MIDDLETOWN, OHIO — Severe weather is a staple of hyperventilating local TV meteorologists. They know where to send the camera crews: Granger Plastics Co.
So does The Weather Channel. So does Netflix's new show, “The Unbreakable Kimmy Schmidt.”
The reason: Granger makes rotationally molded storm shelters. Think Auntie Em and Uncle Henry yelling “Dorothy! Dorothy!” before finally slamming shut the shelter door in “The Wizard of Oz,” only plastic.
Granger's ISS Tornado Shelter is all-polyethylene, except for some mounting hardware and the pneumatic cylinders, like the ones on the hood of your car, which make the door easy to open. That door can withstand the Federal Emergency Management Agency missile impact test of a 15-pound 2x4 wooden board traveling at 100 mph.

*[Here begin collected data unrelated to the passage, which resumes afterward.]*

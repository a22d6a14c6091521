//! Section identifiers and per-section layout knobs.

use serde::{Deserialize, Serialize};
use std::collections::BTreeMap;
use std::fmt;
use std::str::FromStr;

/// Identifier for a landing page section.
///
/// The set is closed: ids that do not parse into a variant are ignored
/// wherever structures are decoded.
#[derive(Debug, Clone, Copy, PartialEq, Eq, Hash, PartialOrd, Ord, Serialize, Deserialize)]
#[serde(rename_all = "camelCase")]
pub enum SectionId {
    Hero,
    Catalog,
    StyleQuiz,
    Gallery,
    Appointment,
    Testimonials,
    Benefits,
    Contact,
}

impl SectionId {
    /// Every section id, in declaration order.
    pub const ALL: [SectionId; 8] = [
        SectionId::Hero,
        SectionId::Catalog,
        SectionId::StyleQuiz,
        SectionId::Gallery,
        SectionId::Appointment,
        SectionId::Testimonials,
        SectionId::Benefits,
        SectionId::Contact,
    ];

    /// Wire name used in JSON documents and preview messages.
    pub fn as_str(self) -> &'static str {
        match self {
            SectionId::Hero => "hero",
            SectionId::Catalog => "catalog",
            SectionId::StyleQuiz => "styleQuiz",
            SectionId::Gallery => "gallery",
            SectionId::Appointment => "appointment",
            SectionId::Testimonials => "testimonials",
            SectionId::Benefits => "benefits",
            SectionId::Contact => "contact",
        }
    }
}

impl fmt::Display for SectionId {
    fn fmt(&self, f: &mut fmt::Formatter<'_>) -> fmt::Result {
        f.write_str(self.as_str())
    }
}

impl FromStr for SectionId {
    type Err = UnknownSection;

    fn from_str(value: &str) -> Result<Self, Self::Err> {
        SectionId::ALL
            .into_iter()
            .find(|id| id.as_str() == value)
            .ok_or_else(|| UnknownSection(value.to_string()))
    }
}

/// Returned when a string does not name a known section.
#[derive(Debug, Clone, PartialEq, Eq, thiserror::Error)]
#[error("unknown section id: {0}")]
pub struct UnknownSection(pub String);

/// A single layout knob value.
#[derive(Debug, Clone, PartialEq, Serialize, Deserialize)]
#[serde(untagged)]
pub enum LayoutValue {
    Number(serde_json::Number),
    Text(String),
}

impl From<i32> for LayoutValue {
    fn from(value: i32) -> Self {
        LayoutValue::Number(value.into())
    }
}

impl From<i64> for LayoutValue {
    fn from(value: i64) -> Self {
        LayoutValue::Number(value.into())
    }
}

impl From<&str> for LayoutValue {
    fn from(value: &str) -> Self {
        LayoutValue::Text(value.to_string())
    }
}

impl From<String> for LayoutValue {
    fn from(value: String) -> Self {
        LayoutValue::Text(value)
    }
}

/// Open set of style knobs for one section (e.g. `paddingTop`).
#[derive(Debug, Clone, Default, PartialEq, Serialize, Deserialize)]
#[serde(transparent)]
pub struct LayoutParams(BTreeMap<String, LayoutValue>);

impl LayoutParams {
    pub fn new() -> Self {
        Self::default()
    }

    /// Builder-style insert.
    pub fn with(mut self, knob: impl Into<String>, value: impl Into<LayoutValue>) -> Self {
        self.0.insert(knob.into(), value.into());
        self
    }

    pub fn insert(&mut self, knob: impl Into<String>, value: impl Into<LayoutValue>) {
        self.0.insert(knob.into(), value.into());
    }

    pub fn get(&self, knob: &str) -> Option<&LayoutValue> {
        self.0.get(knob)
    }

    /// Numeric knob value, if the knob is set to a number.
    pub fn number(&self, knob: &str) -> Option<f64> {
        match self.0.get(knob)? {
            LayoutValue::Number(number) => number.as_f64(),
            LayoutValue::Text(_) => None,
        }
    }

    pub fn is_empty(&self) -> bool {
        self.0.is_empty()
    }

    pub fn iter(&self) -> impl Iterator<Item = (&String, &LayoutValue)> {
        self.0.iter()
    }
}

The door is the most critical part of an underground storm shelter. Granger's rotomolded shelter door has a sheet of polycarbonate sandwiched between two linear low density polyethylene sides. (Granger also makes a bulletproof entry door for a house that is reinforced by a special woven-fabric composite material.)

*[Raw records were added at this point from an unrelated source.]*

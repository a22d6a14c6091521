//! Transport-agnostic preview channel.

use futures_util::StreamExt;
use futures_util::stream::BoxStream;
use log::debug;
use parking_lot::Mutex;
use serde_json::Value;
use std::sync::Arc;
use tokio::sync::mpsc;
use tokio_stream::wrappers::UnboundedReceiverStream;

/// Stream of raw payloads delivered to one listener.
///
/// Dropping the receiver releases the subscription.
pub type PreviewReceiver = BoxStream<'static, Value>;

/// Channel carrying preview payloads from an editor to renderers.
///
/// Payloads are raw JSON so a receiver can drop malformed messages without
/// the transport knowing the message schema.
pub trait PreviewChannel: Send + Sync {
    /// Post a payload to every current listener. Returns the number of
    /// listeners it was delivered to; zero listeners is not an error.
    fn send(&self, payload: Value) -> usize;
    /// Register a new listener.
    fn subscribe(&self) -> PreviewReceiver;
}

/// In-process fan-out channel with an unbounded queue per listener.
///
/// Editors send partial updates, so a listener must see every payload in
/// send order; a slow listener queues instead of skipping messages.
#[derive(Clone, Debug, Default)]
pub struct BroadcastPreviewChannel {
    listeners: Arc<Mutex<Vec<mpsc::UnboundedSender<Value>>>>,
}

impl BroadcastPreviewChannel {
    pub fn new() -> Self {
        Self::default()
    }

    /// Number of live listeners.
    pub fn listener_count(&self) -> usize {
        let mut listeners = self.listeners.lock();
        listeners.retain(|sender| !sender.is_closed());
        listeners.len()
    }
}

impl PreviewChannel for BroadcastPreviewChannel {
    fn send(&self, payload: Value) -> usize {
        let mut listeners = self.listeners.lock();
        listeners.retain(|sender| sender.send(payload.clone()).is_ok());
        if listeners.is_empty() {
            debug!("preview payload dropped: no listeners");
        }
        listeners.len()
    }

    fn subscribe(&self) -> PreviewReceiver {
        let (sender, receiver) = mpsc::unbounded_channel();
        let mut listeners = self.listeners.lock();
        listeners.push(sender);
        debug!("preview listener subscribed (listeners={})", listeners.len());
        UnboundedReceiverStream::new(receiver).boxed()
    }
}
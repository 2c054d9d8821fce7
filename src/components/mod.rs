// Export components
pub mod forwarder;
pub mod google_calendar;
pub mod parameter_store;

The Granger shelter, which sells for $5,995, can seat six or more people. With excavation and installation, the total can run about $7,000. The double-walled, foam-filled shelter has a reverse taper design so it is self-anchoring. It comes with a lifetime warranty.
Granger rotomolds other products at its plant in Middletown. Air cargo shipping containers. Burial urns and cemetery vases. Parts for military contractors. A poker table. The company also does custom molding on its three rotomolding machines: A Ferry offset-arm machine with a 160-inch swing, a two independent-arm machines — a 120-inch McNeil and a 110-inch REI.
But the Granger ISS Tornado Shelter gets the headlines. Like the lengthy Weather Channel segment last year.
“They sought us out on that one. We had to scramble to make that happen,” President Jim Cravens said.